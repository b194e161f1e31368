use chrono::{DateTime, Duration, Utc};
use serde::Serialize;
use tracing::{info, warn};
use uuid::Uuid;

use crate::error::AppError;
use crate::models::event::DeliveryEvent;
use crate::models::order::{DeliveryStatus, FulfillmentStatus};
use crate::registry;
use crate::state::AppState;
use crate::store::UpdateOutcome;

/// Fixed estimate handed to the customer at assignment time.
const DELIVERY_ESTIMATE_MINUTES: i64 = 45;

#[derive(Debug, Clone, Serialize)]
pub struct AssignmentReceipt {
    pub order_id: Uuid,
    pub partner_id: Uuid,
    pub tracking_id: String,
    pub estimated_delivery_time: DateTime<Utc>,
}

/// Opaque customer-facing token, unique per assignment and immutable for
/// the lifetime of the order.
fn generate_tracking_id(now: DateTime<Utc>) -> String {
    let suffix = Uuid::new_v4().simple().to_string();
    format!(
        "TRK{}{}",
        now.timestamp_millis(),
        suffix[..9].to_uppercase()
    )
}

/// Bind an available partner to an unassigned order.
///
/// Commit protocol: the partner is claimed first with a conditional write
/// on `is_available`, then the order is claimed with a conditional write on
/// `delivery_status`. If the order claim loses, the partner claim is rolled
/// back before returning, so a failed call leaves no effect behind. Two
/// callers racing for the same partner or the same order resolve to exactly
/// one winner; the loser sees `Conflict` and must retry with fresh state.
pub fn assign(
    state: &AppState,
    order_id: Uuid,
    partner_id: Uuid,
) -> Result<AssignmentReceipt, AppError> {
    if state.orders.get(&order_id)?.is_none() {
        record_assignment(state, "not_found");
        return Err(AppError::NotFound(format!("order {order_id} not found")));
    }

    let claim = state.partners.conditional_update(
        &partner_id,
        |partner| partner.is_available,
        |partner| partner.is_available = false,
    )?;

    match claim {
        UpdateOutcome::Applied => {}
        UpdateOutcome::Missing => {
            record_assignment(state, "not_found");
            return Err(AppError::NotFound(format!(
                "partner {partner_id} not found"
            )));
        }
        UpdateOutcome::Rejected => {
            record_assignment(state, "conflict");
            return Err(AppError::Conflict(format!(
                "partner {partner_id} is not available"
            )));
        }
    }

    let now = Utc::now();
    let tracking_id = generate_tracking_id(now);
    let estimated_delivery_time = now + Duration::minutes(DELIVERY_ESTIMATE_MINUTES);

    let bound = state.orders.conditional_update(
        &order_id,
        |order| order.delivery_status == DeliveryStatus::NotAssigned,
        |order| {
            order.delivery_status = DeliveryStatus::Assigned;
            order.assigned_partner = Some(partner_id);
            order.tracking_id = Some(tracking_id.clone());
            order.estimated_delivery_time = Some(estimated_delivery_time);
        },
    )?;

    match bound {
        UpdateOutcome::Applied => {}
        UpdateOutcome::Missing => {
            release_partner(state, partner_id);
            record_assignment(state, "not_found");
            return Err(AppError::NotFound(format!("order {order_id} not found")));
        }
        UpdateOutcome::Rejected => {
            release_partner(state, partner_id);
            record_assignment(state, "conflict");
            return Err(AppError::Conflict(format!(
                "order {order_id} is already assigned"
            )));
        }
    }

    record_assignment(state, "success");
    state.metrics.active_assignments.inc();

    let _ = state.delivery_events_tx.send(DeliveryEvent::Assigned {
        order_id,
        partner_id,
        tracking_id: tracking_id.clone(),
        estimated_delivery_time,
        at: now,
    });

    info!(
        order_id = %order_id,
        partner_id = %partner_id,
        tracking_id = %tracking_id,
        "order assigned"
    );

    Ok(AssignmentReceipt {
        order_id,
        partner_id,
        tracking_id,
        estimated_delivery_time,
    })
}

/// Advance an order one step along the delivery progression. Only the
/// immediate successor is accepted; `Assigned` is reachable solely through
/// [`assign`]. On the terminal step the bound partner is released and
/// credited, and the conditional write doubles as the guard that keeps
/// that credit from ever running twice for one order.
pub fn advance_status(
    state: &AppState,
    order_id: Uuid,
    new_status: DeliveryStatus,
) -> Result<(), AppError> {
    if matches!(
        new_status,
        DeliveryStatus::NotAssigned | DeliveryStatus::Assigned
    ) {
        return Err(AppError::InvalidTransition(
            "assignment is made through the assignment engine, not a status update".to_string(),
        ));
    }

    let mut bound_partner = None;
    let outcome = state.orders.conditional_update(
        &order_id,
        |order| {
            order.delivery_status.successor() == Some(new_status) && order.assigned_partner.is_some()
        },
        |order| {
            order.delivery_status = new_status;
            order.fulfillment_status = match new_status {
                DeliveryStatus::Delivered => FulfillmentStatus::Delivered,
                _ => FulfillmentStatus::OutForDelivery,
            };
            bound_partner = order.assigned_partner;
        },
    )?;

    match outcome {
        UpdateOutcome::Applied => {}
        UpdateOutcome::Missing => {
            return Err(AppError::NotFound(format!("order {order_id} not found")));
        }
        UpdateOutcome::Rejected => {
            let current = state
                .orders
                .get(&order_id)?
                .map(|order| format!("{:?}", order.delivery_status))
                .unwrap_or_else(|| "unknown".to_string());
            return Err(AppError::InvalidTransition(format!(
                "cannot move order {order_id} from {current} to {new_status:?}"
            )));
        }
    }

    state
        .metrics
        .status_transitions_total
        .with_label_values(&[status_label(new_status)])
        .inc();

    let partner_id = match bound_partner {
        Some(id) => id,
        // The conditional check required a bound partner; unreachable in
        // practice but never worth a panic.
        None => {
            return Err(AppError::Internal(format!(
                "order {order_id} advanced without a bound partner"
            )));
        }
    };

    if new_status == DeliveryStatus::Delivered {
        // Only the caller whose conditional write applied reaches this
        // release-and-credit step, so the partner is credited exactly once
        // per delivered order.
        match registry::credit(state, partner_id) {
            Ok(()) => {
                state.metrics.deliveries_completed_total.inc();
                state.metrics.active_assignments.dec();
            }
            Err(AppError::NotFound(_)) => {
                warn!(
                    order_id = %order_id,
                    partner_id = %partner_id,
                    "delivered order references a missing partner; skipping credit"
                );
            }
            Err(err) => return Err(err),
        }
    }

    let _ = state.delivery_events_tx.send(DeliveryEvent::StatusChanged {
        order_id,
        partner_id,
        status: new_status,
        at: Utc::now(),
    });

    info!(order_id = %order_id, status = ?new_status, "delivery status advanced");

    Ok(())
}

fn release_partner(state: &AppState, partner_id: Uuid) {
    // Compensation for a lost order claim. The partner was claimed by this
    // call, so an unconditional release cannot clobber anyone else's claim.
    let _ = state
        .partners
        .update(&partner_id, |partner| partner.is_available = true);
}

fn record_assignment(state: &AppState, outcome: &str) {
    state
        .metrics
        .assignments_total
        .with_label_values(&[outcome])
        .inc();
}

fn status_label(status: DeliveryStatus) -> &'static str {
    match status {
        DeliveryStatus::NotAssigned => "not_assigned",
        DeliveryStatus::Assigned => "assigned",
        DeliveryStatus::PickedUp => "picked_up",
        DeliveryStatus::OutForDelivery => "out_for_delivery",
        DeliveryStatus::Delivered => "delivered",
    }
}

------------------------------------

• **Task instructions**:
Find the word "Serialize" in the listing above, then copy each line where it turns up.

• **Problem solution**:
use serde::Serialize;
#[derive(Debug, Clone, Serialize)]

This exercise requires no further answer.